(Task details): Find the line with "filename src/models/leaderboard.rs" and the line with "their best attempt." in the entries below; output exactly those two lines, every line between them, and no others.
***** Supplied records *****
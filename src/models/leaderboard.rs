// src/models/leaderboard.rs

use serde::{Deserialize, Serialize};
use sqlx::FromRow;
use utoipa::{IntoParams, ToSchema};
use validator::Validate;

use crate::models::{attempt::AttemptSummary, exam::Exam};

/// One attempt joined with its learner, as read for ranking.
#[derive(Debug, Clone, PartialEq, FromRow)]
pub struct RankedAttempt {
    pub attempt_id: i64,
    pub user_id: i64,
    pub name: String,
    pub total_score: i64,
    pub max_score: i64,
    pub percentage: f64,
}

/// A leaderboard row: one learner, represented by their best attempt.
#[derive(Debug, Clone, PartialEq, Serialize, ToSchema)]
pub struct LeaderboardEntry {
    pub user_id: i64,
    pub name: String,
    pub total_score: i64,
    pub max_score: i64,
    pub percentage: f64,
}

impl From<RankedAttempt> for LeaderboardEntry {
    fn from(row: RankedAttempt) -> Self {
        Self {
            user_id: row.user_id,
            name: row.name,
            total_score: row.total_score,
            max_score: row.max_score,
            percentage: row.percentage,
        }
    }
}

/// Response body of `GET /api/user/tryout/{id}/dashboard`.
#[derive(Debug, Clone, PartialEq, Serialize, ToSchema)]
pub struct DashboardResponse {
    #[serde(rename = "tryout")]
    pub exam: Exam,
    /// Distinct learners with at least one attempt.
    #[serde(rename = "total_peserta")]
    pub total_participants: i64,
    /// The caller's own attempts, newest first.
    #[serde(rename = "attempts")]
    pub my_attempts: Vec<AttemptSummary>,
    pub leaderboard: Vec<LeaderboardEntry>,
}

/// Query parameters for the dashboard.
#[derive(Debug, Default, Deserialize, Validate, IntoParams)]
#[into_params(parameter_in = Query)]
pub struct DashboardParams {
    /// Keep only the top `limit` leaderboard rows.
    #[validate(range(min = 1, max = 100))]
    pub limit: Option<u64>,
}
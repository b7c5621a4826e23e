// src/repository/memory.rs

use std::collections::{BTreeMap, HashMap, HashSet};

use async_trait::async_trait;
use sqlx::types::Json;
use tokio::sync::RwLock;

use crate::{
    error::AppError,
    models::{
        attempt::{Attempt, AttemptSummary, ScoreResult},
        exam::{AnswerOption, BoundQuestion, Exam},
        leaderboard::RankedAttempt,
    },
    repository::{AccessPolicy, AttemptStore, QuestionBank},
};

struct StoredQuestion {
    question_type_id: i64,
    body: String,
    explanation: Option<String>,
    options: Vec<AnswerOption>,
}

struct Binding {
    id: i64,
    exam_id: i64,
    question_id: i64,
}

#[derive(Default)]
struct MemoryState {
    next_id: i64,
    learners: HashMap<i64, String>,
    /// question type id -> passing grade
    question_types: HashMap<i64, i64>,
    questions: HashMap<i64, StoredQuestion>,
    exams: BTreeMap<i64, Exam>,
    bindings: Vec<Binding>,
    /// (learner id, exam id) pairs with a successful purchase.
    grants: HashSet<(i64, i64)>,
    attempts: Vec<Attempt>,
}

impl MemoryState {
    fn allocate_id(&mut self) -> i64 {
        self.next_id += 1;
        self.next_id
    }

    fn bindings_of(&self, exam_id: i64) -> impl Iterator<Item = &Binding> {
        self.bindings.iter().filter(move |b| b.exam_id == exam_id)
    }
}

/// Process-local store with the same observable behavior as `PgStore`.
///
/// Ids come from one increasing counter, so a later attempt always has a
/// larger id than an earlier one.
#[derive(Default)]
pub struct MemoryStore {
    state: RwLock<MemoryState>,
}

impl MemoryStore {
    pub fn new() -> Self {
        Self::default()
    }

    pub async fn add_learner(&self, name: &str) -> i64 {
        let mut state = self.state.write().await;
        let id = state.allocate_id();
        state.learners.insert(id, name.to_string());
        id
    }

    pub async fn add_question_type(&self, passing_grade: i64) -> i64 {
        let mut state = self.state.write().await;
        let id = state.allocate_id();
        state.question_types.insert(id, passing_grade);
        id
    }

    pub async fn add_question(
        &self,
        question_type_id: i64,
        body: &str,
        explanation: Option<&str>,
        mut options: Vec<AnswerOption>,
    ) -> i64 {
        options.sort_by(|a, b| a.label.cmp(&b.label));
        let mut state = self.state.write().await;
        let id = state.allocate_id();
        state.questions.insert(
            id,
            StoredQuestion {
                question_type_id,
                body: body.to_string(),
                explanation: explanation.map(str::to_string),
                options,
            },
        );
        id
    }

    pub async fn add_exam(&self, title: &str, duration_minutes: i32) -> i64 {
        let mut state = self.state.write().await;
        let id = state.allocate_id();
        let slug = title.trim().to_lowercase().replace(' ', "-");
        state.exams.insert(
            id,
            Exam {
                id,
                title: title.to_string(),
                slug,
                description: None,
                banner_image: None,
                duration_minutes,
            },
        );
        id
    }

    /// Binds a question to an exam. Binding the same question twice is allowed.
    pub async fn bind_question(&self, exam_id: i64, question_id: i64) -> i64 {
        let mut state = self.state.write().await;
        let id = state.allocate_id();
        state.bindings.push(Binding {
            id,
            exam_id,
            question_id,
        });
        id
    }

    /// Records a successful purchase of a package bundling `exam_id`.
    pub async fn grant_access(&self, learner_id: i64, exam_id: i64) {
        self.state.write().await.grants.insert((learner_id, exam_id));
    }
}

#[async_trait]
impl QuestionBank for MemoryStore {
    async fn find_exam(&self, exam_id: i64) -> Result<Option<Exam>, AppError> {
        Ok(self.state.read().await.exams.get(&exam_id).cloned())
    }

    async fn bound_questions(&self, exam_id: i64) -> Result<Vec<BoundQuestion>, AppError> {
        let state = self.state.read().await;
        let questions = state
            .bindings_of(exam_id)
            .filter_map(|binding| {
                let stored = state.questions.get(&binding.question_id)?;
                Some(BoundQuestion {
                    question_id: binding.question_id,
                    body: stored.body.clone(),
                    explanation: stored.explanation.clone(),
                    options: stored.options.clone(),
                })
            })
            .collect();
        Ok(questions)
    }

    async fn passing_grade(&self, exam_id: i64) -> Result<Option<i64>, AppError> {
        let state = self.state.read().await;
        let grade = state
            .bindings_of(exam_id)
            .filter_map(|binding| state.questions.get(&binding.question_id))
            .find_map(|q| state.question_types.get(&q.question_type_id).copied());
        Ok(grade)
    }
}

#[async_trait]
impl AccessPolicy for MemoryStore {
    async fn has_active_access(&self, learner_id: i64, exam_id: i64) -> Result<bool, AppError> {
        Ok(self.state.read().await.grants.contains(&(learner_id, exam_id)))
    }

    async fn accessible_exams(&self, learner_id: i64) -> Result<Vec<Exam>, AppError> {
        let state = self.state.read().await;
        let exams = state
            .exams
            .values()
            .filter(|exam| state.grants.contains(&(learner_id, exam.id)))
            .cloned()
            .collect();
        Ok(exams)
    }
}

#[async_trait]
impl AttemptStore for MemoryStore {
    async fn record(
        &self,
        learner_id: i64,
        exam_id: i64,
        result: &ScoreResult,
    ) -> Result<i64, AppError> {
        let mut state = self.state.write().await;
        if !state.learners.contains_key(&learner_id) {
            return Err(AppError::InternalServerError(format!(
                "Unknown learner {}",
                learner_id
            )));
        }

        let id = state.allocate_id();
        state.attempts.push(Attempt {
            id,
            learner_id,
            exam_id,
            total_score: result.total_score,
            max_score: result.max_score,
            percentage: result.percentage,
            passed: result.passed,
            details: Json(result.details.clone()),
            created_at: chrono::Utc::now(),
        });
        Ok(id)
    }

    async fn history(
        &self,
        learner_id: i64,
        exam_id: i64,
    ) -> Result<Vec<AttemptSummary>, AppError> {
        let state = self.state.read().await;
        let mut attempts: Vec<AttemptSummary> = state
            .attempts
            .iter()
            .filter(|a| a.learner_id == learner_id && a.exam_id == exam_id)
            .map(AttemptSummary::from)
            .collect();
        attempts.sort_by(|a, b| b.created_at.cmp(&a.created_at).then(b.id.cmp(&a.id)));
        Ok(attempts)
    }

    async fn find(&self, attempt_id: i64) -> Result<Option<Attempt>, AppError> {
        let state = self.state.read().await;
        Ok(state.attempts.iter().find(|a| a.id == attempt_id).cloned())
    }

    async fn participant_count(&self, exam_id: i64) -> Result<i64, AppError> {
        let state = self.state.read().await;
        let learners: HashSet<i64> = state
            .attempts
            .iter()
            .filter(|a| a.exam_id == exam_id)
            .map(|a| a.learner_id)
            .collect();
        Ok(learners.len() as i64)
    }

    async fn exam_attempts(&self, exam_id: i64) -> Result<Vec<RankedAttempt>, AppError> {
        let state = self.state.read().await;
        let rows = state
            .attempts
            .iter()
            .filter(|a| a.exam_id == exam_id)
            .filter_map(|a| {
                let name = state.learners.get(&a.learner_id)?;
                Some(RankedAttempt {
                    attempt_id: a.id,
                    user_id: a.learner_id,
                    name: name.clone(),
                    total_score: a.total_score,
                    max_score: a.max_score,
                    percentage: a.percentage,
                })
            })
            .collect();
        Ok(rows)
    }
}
*****
***** Supplied records *****
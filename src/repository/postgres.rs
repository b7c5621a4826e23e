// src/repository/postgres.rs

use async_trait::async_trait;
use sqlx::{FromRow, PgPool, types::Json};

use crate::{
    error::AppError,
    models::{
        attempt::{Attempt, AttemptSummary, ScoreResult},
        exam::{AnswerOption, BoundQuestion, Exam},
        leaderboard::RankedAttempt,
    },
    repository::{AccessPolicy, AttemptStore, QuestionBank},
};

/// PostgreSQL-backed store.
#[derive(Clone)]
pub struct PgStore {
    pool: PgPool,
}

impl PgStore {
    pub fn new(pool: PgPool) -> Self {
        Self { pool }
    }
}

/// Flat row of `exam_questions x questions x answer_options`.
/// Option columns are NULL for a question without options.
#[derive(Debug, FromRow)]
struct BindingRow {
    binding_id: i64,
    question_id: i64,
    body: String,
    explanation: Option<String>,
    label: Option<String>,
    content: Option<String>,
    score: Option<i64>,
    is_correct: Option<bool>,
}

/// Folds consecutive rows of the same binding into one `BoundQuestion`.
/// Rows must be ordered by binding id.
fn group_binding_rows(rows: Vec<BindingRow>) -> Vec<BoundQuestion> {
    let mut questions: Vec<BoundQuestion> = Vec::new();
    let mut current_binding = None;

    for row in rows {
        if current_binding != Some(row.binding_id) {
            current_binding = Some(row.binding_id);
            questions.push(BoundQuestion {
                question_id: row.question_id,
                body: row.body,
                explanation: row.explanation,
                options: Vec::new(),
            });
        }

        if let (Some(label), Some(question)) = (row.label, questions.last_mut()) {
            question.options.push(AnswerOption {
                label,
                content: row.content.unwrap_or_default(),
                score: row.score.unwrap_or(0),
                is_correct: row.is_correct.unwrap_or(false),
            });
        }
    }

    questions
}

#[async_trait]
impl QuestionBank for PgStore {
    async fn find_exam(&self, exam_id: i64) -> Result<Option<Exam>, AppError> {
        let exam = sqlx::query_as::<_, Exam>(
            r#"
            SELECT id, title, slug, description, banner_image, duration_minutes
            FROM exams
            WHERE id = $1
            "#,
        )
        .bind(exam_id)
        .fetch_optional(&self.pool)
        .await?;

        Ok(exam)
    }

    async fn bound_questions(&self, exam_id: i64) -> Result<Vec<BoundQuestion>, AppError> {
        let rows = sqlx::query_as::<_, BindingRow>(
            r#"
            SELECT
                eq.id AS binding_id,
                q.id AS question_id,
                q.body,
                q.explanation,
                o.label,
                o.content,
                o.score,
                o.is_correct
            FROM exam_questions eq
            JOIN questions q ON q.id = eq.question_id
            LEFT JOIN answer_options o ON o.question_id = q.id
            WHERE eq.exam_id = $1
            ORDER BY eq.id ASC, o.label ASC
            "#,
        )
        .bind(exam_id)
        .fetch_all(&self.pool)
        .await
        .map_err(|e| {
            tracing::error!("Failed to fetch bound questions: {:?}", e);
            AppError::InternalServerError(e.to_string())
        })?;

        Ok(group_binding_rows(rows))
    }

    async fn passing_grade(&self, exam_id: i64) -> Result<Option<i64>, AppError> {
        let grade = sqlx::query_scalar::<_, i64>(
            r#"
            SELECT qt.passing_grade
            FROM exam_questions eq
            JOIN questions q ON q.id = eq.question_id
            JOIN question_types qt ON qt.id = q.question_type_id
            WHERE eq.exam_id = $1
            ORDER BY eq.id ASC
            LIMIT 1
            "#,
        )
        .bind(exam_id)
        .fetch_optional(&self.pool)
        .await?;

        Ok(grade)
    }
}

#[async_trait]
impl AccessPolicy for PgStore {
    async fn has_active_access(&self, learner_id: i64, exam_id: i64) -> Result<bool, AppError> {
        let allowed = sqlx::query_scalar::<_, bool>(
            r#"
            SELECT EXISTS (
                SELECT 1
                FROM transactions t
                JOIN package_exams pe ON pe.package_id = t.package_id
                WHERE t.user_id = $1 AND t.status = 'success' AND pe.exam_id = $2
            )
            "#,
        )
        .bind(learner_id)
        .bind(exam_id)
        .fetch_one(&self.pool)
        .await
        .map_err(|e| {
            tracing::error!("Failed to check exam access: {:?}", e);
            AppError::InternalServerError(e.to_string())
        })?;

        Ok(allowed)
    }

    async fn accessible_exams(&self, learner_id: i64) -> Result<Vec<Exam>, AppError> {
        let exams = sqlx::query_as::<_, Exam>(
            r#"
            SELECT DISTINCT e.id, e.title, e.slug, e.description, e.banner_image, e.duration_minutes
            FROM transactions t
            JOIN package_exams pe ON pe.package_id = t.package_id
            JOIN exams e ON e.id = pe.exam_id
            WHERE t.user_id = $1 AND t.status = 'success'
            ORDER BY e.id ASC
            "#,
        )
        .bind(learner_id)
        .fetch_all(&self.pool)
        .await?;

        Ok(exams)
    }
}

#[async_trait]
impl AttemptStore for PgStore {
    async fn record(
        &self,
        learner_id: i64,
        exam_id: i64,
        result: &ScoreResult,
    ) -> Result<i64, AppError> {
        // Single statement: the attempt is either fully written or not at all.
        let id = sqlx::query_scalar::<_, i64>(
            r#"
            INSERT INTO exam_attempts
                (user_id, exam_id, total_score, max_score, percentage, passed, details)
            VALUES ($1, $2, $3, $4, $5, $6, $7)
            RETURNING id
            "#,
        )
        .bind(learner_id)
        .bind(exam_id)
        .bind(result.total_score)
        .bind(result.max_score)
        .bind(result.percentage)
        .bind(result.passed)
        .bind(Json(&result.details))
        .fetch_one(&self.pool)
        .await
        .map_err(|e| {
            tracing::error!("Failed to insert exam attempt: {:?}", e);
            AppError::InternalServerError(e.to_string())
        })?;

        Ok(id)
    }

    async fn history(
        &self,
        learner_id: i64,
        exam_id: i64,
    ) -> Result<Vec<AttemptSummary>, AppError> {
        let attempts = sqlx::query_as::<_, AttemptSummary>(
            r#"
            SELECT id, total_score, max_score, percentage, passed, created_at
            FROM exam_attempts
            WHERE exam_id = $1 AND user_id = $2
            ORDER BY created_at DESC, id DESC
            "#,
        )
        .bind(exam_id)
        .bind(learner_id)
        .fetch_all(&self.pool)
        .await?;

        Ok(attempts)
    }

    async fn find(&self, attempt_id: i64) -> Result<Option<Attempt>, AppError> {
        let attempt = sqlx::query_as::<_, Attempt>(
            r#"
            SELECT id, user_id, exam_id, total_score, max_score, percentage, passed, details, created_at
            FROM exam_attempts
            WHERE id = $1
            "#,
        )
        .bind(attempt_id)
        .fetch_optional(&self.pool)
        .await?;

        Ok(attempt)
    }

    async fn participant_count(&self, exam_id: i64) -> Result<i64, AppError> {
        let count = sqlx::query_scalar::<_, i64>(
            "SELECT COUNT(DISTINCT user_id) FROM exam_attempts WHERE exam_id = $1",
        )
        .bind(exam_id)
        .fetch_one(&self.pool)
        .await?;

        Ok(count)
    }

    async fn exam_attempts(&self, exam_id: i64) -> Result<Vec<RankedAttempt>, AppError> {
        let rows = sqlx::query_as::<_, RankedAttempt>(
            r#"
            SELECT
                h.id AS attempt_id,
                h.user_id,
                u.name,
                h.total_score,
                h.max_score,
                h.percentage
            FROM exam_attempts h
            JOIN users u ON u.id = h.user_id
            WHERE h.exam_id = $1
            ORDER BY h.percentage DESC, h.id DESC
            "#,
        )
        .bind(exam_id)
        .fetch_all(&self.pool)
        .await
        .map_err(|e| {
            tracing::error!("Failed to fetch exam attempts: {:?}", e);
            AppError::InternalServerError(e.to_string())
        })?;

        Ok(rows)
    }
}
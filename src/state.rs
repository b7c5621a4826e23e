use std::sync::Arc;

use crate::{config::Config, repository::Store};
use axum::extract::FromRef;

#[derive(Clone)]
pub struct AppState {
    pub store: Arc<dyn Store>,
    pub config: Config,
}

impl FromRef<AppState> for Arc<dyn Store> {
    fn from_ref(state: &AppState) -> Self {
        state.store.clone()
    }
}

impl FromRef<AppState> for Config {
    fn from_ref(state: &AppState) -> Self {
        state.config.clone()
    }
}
*****
(Task result):
filename src/models/leaderboard.rs
// src/models/leaderboard.rs

use serde::{Deserialize, Serialize};
use sqlx::FromRow;
use utoipa::{IntoParams, ToSchema};
use validator::Validate;

use crate::models::{attempt::AttemptSummary, exam::Exam};

/// One attempt joined with its learner, as read for ranking.
#[derive(Debug, Clone, PartialEq, FromRow)]
pub struct RankedAttempt {
    pub attempt_id: i64,
    pub user_id: i64,
    pub name: String,
    pub total_score: i64,
    pub max_score: i64,
    pub percentage: f64,
}

/// A leaderboard row: one learner, represented by their best attempt.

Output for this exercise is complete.